SUPPLIED INFORMATION:
-=-=-=-=-

//! Records exchanged with the browser client and stored in SQLite.
//!
//! Field names serialize in camelCase, matching the shapes the client
//! already consumes.

use serde::{Deserialize, Serialize};

macro_rules! string_enum {
    ($name:ident { $($variant:ident => $text:literal),+ $(,)? }) => {
        #[derive(Debug, Clone, Copy, PartialEq, Eq, Serialize, Deserialize)]
        #[serde(rename_all = "lowercase")]
        pub enum $name {
            $($variant),+
        }

        impl $name {
            pub fn as_str(self) -> &'static str {
                match self {
                    $($name::$variant => $text),+
                }
            }

            pub fn parse(raw: &str) -> Option<Self> {
                match raw.trim().to_ascii_lowercase().as_str() {
                    $($text => Some($name::$variant),)+
                    _ => None,
                }
            }
        }

        impl std::fmt::Display for $name {
            fn fmt(&self, f: &mut std::fmt::Formatter<'_>) -> std::fmt::Result {
                f.write_str(self.as_str())
            }
        }
    };
}

string_enum!(EntityType { Client => "client", Supplier => "supplier" });
string_enum!(InvoiceType { Sale => "sale", Purchase => "purchase" });
string_enum!(InvoiceStatus { Draft => "draft", Paid => "paid", Pending => "pending" });
string_enum!(CashType { Income => "income", Expense => "expense" });

impl InvoiceType {
    /// The directory side an invoice of this type is issued to.
    pub fn counterpart(self) -> EntityType {
        match self {
            InvoiceType::Sale => EntityType::Client,
            InvoiceType::Purchase => EntityType::Supplier,
        }
    }

    /// Sign applied to line quantities when the invoice is posted.
    pub fn stock_sign(self) -> i64 {
        match self {
            InvoiceType::Sale => -1,
            InvoiceType::Purchase => 1,
        }
    }
}

#[derive(Debug, Clone, PartialEq, Serialize, Deserialize)]
#[serde(rename_all = "camelCase")]
pub struct Category {
    pub id: String,
    pub name: String,
}

#[derive(Debug, Clone, PartialEq, Serialize, Deserialize)]
#[serde(rename_all = "camelCase")]
pub struct Product {
    pub id: String,
    pub name: String,
    pub sku: String,
    pub category: String,
    /// Selling price.
    pub price: f64,
    /// Purchase price.
    pub cost: f64,
    pub stock: i64,
    pub min_stock: i64,
    #[serde(skip_serializing_if = "Option::is_none")]
    pub expiry_date: Option<String>,
}

impl Product {
    pub fn is_low_stock(&self) -> bool {
        self.stock <= self.min_stock
    }
}

#[derive(Debug, Clone, PartialEq, Serialize, Deserialize)]
#[serde(rename_all = "camelCase")]
pub struct Entity {
    pub id: String,
    pub name: String,
    #[serde(rename = "type")]
    pub entity_type: EntityType,
    pub email: Option<String>,
    pub phone: Option<String>,
    pub address: Option<String>,
}

#[derive(Debug, Clone, PartialEq, Serialize, Deserialize)]
#[serde(rename_all = "camelCase")]
pub struct InvoiceItem {
    pub id: String,
    pub product_id: Option<String>,
    pub product_name: String,
    pub quantity: i64,
    pub unit_price: f64,
    pub cost: f64,
    pub total: f64,
}

#[derive(Debug, Clone, PartialEq, Serialize, Deserialize)]
#[serde(rename_all = "camelCase")]
pub struct Invoice {
    pub id: String,
    pub number: String,
    pub date: String,
    #[serde(rename = "type")]
    pub invoice_type: InvoiceType,
    pub entity_id: Option<String>,
    pub entity_name: String,
    pub items: Vec<InvoiceItem>,
    pub subtotal: f64,
    pub total: f64,
    pub paid_amount: f64,
    pub status: InvoiceStatus,
}

impl Invoice {
    pub fn balance_due(&self) -> f64 {
        (self.total - self.paid_amount).max(0.0)
    }
}

#[derive(Debug, Clone, PartialEq, Serialize, Deserialize)]
#[serde(rename_all = "camelCase")]
pub struct CashTransaction {
    pub id: String,
    pub date: String,
    pub description: String,
    pub amount: f64,
    #[serde(rename = "type")]
    pub transaction_type: CashType,
    pub category: String,
}

#[derive(Debug, Clone, PartialEq, Serialize, Deserialize)]
#[serde(rename_all = "camelCase")]
pub struct StockMovement {
    pub id: i64,
    pub product_id: String,
    pub invoice_id: Option<String>,
    pub delta: i64,
    pub stock_after: i64,
    pub reason: String,
    pub created_at: String,
}

#[derive(Debug, Clone, PartialEq, Serialize, Deserialize)]
#[serde(rename_all = "camelCase")]
pub struct User {
    pub id: String,
    pub email: String,
    pub full_name: String,
    pub role: String,
}

#[derive(Debug, Clone, Copy, PartialEq, Serialize, Deserialize)]
#[serde(rename_all = "camelCase")]
pub struct Pagination {
    pub total: i64,
    pub page: i64,
    pub limit: Option<i64>,
    pub total_pages: i64,
}

impl Pagination {
    /// Normalise raw paging input: page is at least 1, a given limit is at
    /// least 1, and without a limit everything fits on one page.
    pub fn new(total: i64, page: Option<i64>, limit: Option<i64>) -> Self {
        let page = page.unwrap_or(1).max(1);
        let limit = limit.map(|l| l.max(1));
        let total_pages = match limit {
            Some(_) if total <= 0 => 0,
            Some(l) => (total - 1) / l + 1,
            None => 1,
        };
        Self {
            total,
            page,
            limit,
            total_pages,
        }
    }

    pub fn offset(&self) -> i64 {
        match self.limit {
            Some(l) => (self.page - 1).saturating_mul(l),
            None => 0,
        }
    }
}

#[derive(Debug, Clone, PartialEq, Serialize, Deserialize)]
pub struct Page<T> {
    pub data: Vec<T>,
    pub pagination: Pagination,
}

-=-=-=-=-

Take the entries above and write them out again unchanged.

RESULT:
//! Records exchanged with the browser client and stored in SQLite.
//!
//! Field names serialize in camelCase, matching the shapes the client
//! already consumes.

use serde::{Deserialize, Serialize};

macro_rules! string_enum {
    ($name:ident { $($variant:ident => $text:literal),+ $(,)? }) => {
        #[derive(Debug, Clone, Copy, PartialEq, Eq, Serialize, Deserialize)]
        #[serde(rename_all = "lowercase")]
        pub enum $name {
            $($variant),+
        }

        impl $name {
            pub fn as_str(self) -> &'static str {
                match self {
                    $($name::$variant => $text),+
                }
            }

            pub fn parse(raw: &str) -> Option<Self> {
                match raw.trim().to_ascii_lowercase().as_str() {
                    $($text => Some($name::$variant),)+
                    _ => None,
                }
            }
        }

        impl std::fmt::Display for $name {
            fn fmt(&self, f: &mut std::fmt::Formatter<'_>) -> std::fmt::Result {
                f.write_str(self.as_str())
            }
        }
    };
}

string_enum!(EntityType { Client => "client", Supplier => "supplier" });
string_enum!(InvoiceType { Sale => "sale", Purchase => "purchase" });
string_enum!(InvoiceStatus { Draft => "draft", Paid => "paid", Pending => "pending" });
string_enum!(CashType { Income => "income", Expense => "expense" });

impl InvoiceType {
    /// The directory side an invoice of this type is issued to.
    pub fn counterpart(self) -> EntityType {
        match self {
            InvoiceType::Sale => EntityType::Client,
            InvoiceType::Purchase => EntityType::Supplier,
        }
    }

    /// Sign applied to line quantities when the invoice is posted.
    pub fn stock_sign(self) -> i64 {
        match self {
            InvoiceType::Sale => -1,
            InvoiceType::Purchase => 1,
        }
    }
}

#[derive(Debug, Clone, PartialEq, Serialize, Deserialize)]
#[serde(rename_all = "camelCase")]
pub struct Category {
    pub id: String,
    pub name: String,
}

#[derive(Debug, Clone, PartialEq, Serialize, Deserialize)]
#[serde(rename_all = "camelCase")]
pub struct Product {
    pub id: String,
    pub name: String,
    pub sku: String,
    pub category: String,
    /// Selling price.
    pub price: f64,
    /// Purchase price.
    pub cost: f64,
    pub stock: i64,
    pub min_stock: i64,
    #[serde(skip_serializing_if = "Option::is_none")]
    pub expiry_date: Option<String>,
}

impl Product {
    pub fn is_low_stock(&self) -> bool {
        self.stock <= self.min_stock
    }
}

#[derive(Debug, Clone, PartialEq, Serialize, Deserialize)]
#[serde(rename_all = "camelCase")]
pub struct Entity {
    pub id: String,
    pub name: String,
    #[serde(rename = "type")]
    pub entity_type: EntityType,
    pub email: Option<String>,
    pub phone: Option<String>,
    pub address: Option<String>,
}

#[derive(Debug, Clone, PartialEq, Serialize, Deserialize)]
#[serde(rename_all = "camelCase")]
pub struct InvoiceItem {
    pub id: String,
    pub product_id: Option<String>,
    pub product_name: String,
    pub quantity: i64,
    pub unit_price: f64,
    pub cost: f64,
    pub total: f64,
}

#[derive(Debug, Clone, PartialEq, Serialize, Deserialize)]
#[serde(rename_all = "camelCase")]
pub struct Invoice {
    pub id: String,
    pub number: String,
    pub date: String,
    #[serde(rename = "type")]
    pub invoice_type: InvoiceType,
    pub entity_id: Option<String>,
    pub entity_name: String,
    pub items: Vec<InvoiceItem>,
    pub subtotal: f64,
    pub total: f64,
    pub paid_amount: f64,
    pub status: InvoiceStatus,
}

impl Invoice {
    pub fn balance_due(&self) -> f64 {
        (self.total - self.paid_amount).max(0.0)
    }
}

#[derive(Debug, Clone, PartialEq, Serialize, Deserialize)]
#[serde(rename_all = "camelCase")]
pub struct CashTransaction {
    pub id: String,
    pub date: String,
    pub description: String,
    pub amount: f64,
    #[serde(rename = "type")]
    pub transaction_type: CashType,
    pub category: String,
}

#[derive(Debug, Clone, PartialEq, Serialize, Deserialize)]
#[serde(rename_all = "camelCase")]
pub struct StockMovement {
    pub id: i64,
    pub product_id: String,
    pub invoice_id: Option<String>,
    pub delta: i64,
    pub stock_after: i64,
    pub reason: String,
    pub created_at: String,
}

#[derive(Debug, Clone, PartialEq, Serialize, Deserialize)]
#[serde(rename_all = "camelCase")]
pub struct User {
    pub id: String,
    pub email: String,
    pub full_name: String,
    pub role: String,
}

#[derive(Debug, Clone, Copy, PartialEq, Serialize, Deserialize)]
#[serde(rename_all = "camelCase")]
pub struct Pagination {
    pub total: i64,
    pub page: i64,
    pub limit: Option<i64>,
    pub total_pages: i64,
}

impl Pagination {
    /// Normalise raw paging input: page is at least 1, a given limit is at
    /// least 1, and without a limit everything fits on one page.
    pub fn new(total: i64, page: Option<i64>, limit: Option<i64>) -> Self {
        let page = page.unwrap_or(1).max(1);
        let limit = limit.map(|l| l.max(1));
        let total_pages = match limit {
            Some(_) if total <= 0 => 0,
            Some(l) => (total - 1) / l + 1,
            None => 1,
        };
        Self {
            total,
            page,
            limit,
            total_pages,
        }
    }

    pub fn offset(&self) -> i64 {
        match self.limit {
            Some(l) => (self.page - 1).saturating_mul(l),
            None => 0,
        }
    }
}

#[derive(Debug, Clone, PartialEq, Serialize, Deserialize)]
pub struct Page<T> {
    pub data: Vec<T>,
    pub pagination: Pagination,
}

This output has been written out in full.